● **Aim of the exercise**
The entries follow. Copy every line in which "ExecutionResult" appears.

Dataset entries
*** Block opens ***

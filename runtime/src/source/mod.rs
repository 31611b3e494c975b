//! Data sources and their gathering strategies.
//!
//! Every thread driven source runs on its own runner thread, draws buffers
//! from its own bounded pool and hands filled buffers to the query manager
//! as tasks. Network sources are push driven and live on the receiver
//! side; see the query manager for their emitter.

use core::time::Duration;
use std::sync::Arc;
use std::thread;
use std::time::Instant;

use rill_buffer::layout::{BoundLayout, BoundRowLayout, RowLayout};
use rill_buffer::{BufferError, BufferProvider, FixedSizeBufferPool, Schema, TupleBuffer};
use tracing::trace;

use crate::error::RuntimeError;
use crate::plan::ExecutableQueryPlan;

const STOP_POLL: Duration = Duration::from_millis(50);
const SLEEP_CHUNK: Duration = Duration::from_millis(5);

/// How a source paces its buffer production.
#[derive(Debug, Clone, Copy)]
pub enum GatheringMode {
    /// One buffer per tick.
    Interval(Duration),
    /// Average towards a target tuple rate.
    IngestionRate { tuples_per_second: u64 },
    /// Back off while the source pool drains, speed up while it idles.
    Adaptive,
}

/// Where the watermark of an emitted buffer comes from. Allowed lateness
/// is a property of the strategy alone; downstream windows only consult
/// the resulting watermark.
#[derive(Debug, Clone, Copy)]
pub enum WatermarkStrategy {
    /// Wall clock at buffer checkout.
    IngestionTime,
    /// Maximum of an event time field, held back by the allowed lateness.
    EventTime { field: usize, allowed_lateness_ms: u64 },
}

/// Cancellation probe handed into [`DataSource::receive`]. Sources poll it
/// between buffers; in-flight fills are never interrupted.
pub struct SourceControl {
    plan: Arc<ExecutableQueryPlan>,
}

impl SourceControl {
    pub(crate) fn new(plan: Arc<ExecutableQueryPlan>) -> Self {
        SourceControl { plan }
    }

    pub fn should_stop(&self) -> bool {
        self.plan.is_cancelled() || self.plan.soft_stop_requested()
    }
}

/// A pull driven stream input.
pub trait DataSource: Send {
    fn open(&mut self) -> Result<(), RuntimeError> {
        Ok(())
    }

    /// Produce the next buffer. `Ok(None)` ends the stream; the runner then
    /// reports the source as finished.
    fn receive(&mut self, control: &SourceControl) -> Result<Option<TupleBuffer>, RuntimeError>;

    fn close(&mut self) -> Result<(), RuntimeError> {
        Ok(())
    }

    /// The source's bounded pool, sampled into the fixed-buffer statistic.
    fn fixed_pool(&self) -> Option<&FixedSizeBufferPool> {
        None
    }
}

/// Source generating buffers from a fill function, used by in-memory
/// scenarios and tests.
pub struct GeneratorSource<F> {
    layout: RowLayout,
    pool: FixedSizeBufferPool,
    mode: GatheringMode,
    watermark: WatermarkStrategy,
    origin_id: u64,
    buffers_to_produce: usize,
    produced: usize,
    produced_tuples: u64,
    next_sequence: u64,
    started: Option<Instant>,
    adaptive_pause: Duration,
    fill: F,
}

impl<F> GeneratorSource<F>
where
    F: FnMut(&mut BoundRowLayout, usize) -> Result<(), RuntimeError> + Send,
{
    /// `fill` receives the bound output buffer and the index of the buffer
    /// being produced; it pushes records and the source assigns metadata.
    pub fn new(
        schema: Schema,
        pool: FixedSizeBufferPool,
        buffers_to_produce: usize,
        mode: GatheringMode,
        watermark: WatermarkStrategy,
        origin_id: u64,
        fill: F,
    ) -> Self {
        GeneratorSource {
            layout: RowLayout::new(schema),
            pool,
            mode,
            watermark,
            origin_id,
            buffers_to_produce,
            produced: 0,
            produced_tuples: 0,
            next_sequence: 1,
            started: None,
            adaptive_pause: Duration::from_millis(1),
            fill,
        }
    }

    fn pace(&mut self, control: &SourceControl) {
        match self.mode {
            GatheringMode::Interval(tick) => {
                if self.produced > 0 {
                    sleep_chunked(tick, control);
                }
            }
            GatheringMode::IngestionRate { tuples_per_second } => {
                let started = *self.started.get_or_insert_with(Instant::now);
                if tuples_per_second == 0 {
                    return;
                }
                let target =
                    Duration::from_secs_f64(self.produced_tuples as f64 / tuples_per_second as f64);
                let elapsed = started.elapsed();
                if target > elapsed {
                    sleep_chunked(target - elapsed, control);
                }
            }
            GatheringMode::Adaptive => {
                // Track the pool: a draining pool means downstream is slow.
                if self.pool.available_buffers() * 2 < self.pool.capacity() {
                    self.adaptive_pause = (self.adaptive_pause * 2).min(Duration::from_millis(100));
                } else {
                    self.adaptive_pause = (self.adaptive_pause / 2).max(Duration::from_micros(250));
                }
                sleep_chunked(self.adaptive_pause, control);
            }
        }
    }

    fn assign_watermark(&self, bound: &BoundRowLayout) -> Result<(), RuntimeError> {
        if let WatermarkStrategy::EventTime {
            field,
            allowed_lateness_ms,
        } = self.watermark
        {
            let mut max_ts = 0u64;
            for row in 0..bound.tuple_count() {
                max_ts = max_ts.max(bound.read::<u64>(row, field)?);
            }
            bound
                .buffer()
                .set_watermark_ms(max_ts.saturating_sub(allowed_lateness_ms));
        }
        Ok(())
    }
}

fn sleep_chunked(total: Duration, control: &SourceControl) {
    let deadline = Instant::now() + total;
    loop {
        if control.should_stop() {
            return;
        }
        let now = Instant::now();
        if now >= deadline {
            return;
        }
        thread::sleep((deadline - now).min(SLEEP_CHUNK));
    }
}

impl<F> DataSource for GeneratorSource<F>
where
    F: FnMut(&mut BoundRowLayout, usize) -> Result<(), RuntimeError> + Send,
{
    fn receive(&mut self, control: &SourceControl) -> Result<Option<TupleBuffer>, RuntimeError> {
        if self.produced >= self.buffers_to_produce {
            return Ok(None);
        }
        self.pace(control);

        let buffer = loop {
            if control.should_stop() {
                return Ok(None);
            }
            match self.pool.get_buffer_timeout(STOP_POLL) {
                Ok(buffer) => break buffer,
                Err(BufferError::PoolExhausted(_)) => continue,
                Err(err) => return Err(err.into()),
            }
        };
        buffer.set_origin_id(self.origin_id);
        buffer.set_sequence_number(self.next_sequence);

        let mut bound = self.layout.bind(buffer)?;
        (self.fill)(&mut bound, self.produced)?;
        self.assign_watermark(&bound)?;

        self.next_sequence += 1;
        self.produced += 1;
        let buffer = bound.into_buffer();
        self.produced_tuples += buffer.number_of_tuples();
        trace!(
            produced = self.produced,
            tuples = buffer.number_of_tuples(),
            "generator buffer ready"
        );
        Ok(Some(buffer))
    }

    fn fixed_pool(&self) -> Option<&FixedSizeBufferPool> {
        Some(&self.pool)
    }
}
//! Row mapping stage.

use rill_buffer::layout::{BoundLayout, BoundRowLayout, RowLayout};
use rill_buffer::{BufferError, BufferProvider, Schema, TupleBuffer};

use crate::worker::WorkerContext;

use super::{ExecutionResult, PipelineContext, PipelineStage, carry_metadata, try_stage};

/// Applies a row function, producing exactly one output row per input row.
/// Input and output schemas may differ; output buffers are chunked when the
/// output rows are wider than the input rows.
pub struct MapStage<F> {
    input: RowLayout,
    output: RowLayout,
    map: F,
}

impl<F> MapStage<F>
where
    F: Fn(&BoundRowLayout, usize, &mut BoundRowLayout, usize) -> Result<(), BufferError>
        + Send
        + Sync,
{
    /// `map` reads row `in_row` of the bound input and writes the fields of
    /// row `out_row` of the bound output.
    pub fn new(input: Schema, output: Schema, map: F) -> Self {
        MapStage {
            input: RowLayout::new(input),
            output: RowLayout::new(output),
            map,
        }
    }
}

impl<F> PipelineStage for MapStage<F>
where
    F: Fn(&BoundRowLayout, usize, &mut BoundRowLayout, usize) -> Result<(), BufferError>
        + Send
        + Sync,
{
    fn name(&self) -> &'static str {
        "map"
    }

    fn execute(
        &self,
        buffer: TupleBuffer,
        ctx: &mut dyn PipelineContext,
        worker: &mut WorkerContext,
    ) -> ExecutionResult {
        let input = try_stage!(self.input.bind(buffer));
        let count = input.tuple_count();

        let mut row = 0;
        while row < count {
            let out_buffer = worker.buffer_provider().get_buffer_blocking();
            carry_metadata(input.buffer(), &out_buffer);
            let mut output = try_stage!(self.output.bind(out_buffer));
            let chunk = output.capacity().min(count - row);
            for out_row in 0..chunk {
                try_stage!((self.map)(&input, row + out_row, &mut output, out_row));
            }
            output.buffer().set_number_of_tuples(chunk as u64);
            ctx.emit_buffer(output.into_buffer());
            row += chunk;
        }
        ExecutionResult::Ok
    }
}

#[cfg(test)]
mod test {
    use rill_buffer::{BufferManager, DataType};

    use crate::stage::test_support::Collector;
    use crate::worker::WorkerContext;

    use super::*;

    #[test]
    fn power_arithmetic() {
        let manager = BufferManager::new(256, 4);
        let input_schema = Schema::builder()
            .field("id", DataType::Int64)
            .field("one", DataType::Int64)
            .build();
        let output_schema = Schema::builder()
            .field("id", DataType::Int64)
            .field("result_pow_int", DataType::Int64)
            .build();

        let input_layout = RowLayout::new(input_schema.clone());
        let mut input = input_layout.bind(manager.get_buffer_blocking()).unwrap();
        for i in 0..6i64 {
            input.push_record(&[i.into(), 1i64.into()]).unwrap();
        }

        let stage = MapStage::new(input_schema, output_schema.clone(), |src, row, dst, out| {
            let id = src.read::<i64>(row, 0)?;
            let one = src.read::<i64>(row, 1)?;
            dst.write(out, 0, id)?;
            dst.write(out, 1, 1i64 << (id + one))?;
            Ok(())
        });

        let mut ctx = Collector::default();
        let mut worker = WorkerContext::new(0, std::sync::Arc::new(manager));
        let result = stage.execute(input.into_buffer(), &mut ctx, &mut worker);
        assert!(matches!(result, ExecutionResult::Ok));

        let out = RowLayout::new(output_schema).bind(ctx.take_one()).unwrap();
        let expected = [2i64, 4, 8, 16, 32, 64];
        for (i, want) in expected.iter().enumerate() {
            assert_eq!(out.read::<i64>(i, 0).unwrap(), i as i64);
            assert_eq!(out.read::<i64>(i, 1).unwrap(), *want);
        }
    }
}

*** Block closes ***
*** Block opens ***

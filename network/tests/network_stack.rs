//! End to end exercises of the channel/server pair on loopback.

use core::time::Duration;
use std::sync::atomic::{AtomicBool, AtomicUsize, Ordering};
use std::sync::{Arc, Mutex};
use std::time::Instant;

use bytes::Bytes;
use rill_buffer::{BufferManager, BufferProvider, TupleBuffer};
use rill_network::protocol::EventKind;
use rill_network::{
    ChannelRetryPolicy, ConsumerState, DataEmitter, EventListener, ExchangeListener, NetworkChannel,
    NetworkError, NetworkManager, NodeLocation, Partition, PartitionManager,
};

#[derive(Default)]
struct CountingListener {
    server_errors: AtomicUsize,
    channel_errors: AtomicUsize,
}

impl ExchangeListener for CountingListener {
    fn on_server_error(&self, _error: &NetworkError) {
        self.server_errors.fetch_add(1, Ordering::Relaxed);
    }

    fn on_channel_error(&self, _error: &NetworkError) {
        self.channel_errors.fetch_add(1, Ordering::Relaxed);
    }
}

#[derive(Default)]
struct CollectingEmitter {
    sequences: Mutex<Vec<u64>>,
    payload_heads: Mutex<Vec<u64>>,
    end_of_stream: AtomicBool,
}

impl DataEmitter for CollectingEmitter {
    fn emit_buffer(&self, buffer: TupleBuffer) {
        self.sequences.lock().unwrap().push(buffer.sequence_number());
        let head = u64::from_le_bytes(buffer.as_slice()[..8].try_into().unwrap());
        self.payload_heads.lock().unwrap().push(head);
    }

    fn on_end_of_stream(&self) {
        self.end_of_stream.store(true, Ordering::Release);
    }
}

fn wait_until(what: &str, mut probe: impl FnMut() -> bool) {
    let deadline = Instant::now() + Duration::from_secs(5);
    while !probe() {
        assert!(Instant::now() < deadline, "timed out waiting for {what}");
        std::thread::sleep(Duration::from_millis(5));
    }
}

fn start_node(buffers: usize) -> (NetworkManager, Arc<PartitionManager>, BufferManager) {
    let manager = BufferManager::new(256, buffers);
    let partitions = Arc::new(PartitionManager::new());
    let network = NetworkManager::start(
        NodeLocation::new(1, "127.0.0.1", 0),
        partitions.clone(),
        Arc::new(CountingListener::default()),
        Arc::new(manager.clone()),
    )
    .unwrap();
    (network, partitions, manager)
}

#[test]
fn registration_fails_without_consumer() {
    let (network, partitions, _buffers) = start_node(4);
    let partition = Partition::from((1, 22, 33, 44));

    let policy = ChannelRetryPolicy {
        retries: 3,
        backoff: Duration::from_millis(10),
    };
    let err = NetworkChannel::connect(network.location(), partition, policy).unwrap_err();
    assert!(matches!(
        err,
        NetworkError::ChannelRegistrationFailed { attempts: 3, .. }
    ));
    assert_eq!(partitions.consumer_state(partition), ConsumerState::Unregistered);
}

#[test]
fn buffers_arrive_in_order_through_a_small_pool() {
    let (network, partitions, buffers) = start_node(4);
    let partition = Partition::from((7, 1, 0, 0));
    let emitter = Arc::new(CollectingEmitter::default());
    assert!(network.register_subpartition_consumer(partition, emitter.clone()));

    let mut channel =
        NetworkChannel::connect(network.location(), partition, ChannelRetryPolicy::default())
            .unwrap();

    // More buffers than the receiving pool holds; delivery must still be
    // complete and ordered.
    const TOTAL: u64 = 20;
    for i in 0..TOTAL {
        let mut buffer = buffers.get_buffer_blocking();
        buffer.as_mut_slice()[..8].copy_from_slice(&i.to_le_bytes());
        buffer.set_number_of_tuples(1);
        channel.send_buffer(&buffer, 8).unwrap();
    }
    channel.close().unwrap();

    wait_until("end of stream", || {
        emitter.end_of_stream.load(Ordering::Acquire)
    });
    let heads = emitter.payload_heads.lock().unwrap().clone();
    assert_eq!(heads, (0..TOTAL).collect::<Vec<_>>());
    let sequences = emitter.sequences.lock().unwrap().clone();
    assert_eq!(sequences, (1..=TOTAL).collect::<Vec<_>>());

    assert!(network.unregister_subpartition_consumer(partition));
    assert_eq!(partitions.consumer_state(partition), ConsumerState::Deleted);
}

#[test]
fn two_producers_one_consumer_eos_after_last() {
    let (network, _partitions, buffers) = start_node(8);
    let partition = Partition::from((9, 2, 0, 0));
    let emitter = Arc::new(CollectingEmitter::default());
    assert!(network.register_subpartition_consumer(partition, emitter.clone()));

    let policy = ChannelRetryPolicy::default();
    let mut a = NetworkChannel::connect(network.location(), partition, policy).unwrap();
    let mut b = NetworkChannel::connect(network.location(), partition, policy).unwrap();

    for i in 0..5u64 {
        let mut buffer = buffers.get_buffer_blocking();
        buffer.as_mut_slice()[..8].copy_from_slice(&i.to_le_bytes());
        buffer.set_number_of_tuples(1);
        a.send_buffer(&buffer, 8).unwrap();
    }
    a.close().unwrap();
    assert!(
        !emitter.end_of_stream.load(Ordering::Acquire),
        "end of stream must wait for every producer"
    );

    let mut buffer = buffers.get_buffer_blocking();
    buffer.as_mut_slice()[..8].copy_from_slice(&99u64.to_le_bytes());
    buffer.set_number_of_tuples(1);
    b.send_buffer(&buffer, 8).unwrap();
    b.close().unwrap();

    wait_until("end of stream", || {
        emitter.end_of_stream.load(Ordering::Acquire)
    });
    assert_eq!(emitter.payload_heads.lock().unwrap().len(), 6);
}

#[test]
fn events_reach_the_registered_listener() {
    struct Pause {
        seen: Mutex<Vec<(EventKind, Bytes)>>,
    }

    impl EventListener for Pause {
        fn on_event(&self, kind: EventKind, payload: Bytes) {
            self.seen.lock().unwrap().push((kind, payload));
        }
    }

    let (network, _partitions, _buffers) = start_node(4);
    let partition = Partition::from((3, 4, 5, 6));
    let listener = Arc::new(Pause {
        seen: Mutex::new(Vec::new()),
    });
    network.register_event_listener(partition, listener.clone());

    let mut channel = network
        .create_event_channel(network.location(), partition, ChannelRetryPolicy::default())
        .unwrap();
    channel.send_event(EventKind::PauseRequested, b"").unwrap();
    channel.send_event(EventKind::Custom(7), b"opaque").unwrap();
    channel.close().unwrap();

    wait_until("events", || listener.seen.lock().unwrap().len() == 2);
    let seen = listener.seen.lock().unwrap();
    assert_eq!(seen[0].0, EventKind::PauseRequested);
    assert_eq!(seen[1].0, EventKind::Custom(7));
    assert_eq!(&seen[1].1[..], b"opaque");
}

*** Block closes ***

● **Answer to this problem**
use super::{ExecutionResult, PipelineContext, PipelineStage, carry_metadata, try_stage};
    ) -> ExecutionResult {
        ExecutionResult::Ok
        assert!(matches!(result, ExecutionResult::Ok));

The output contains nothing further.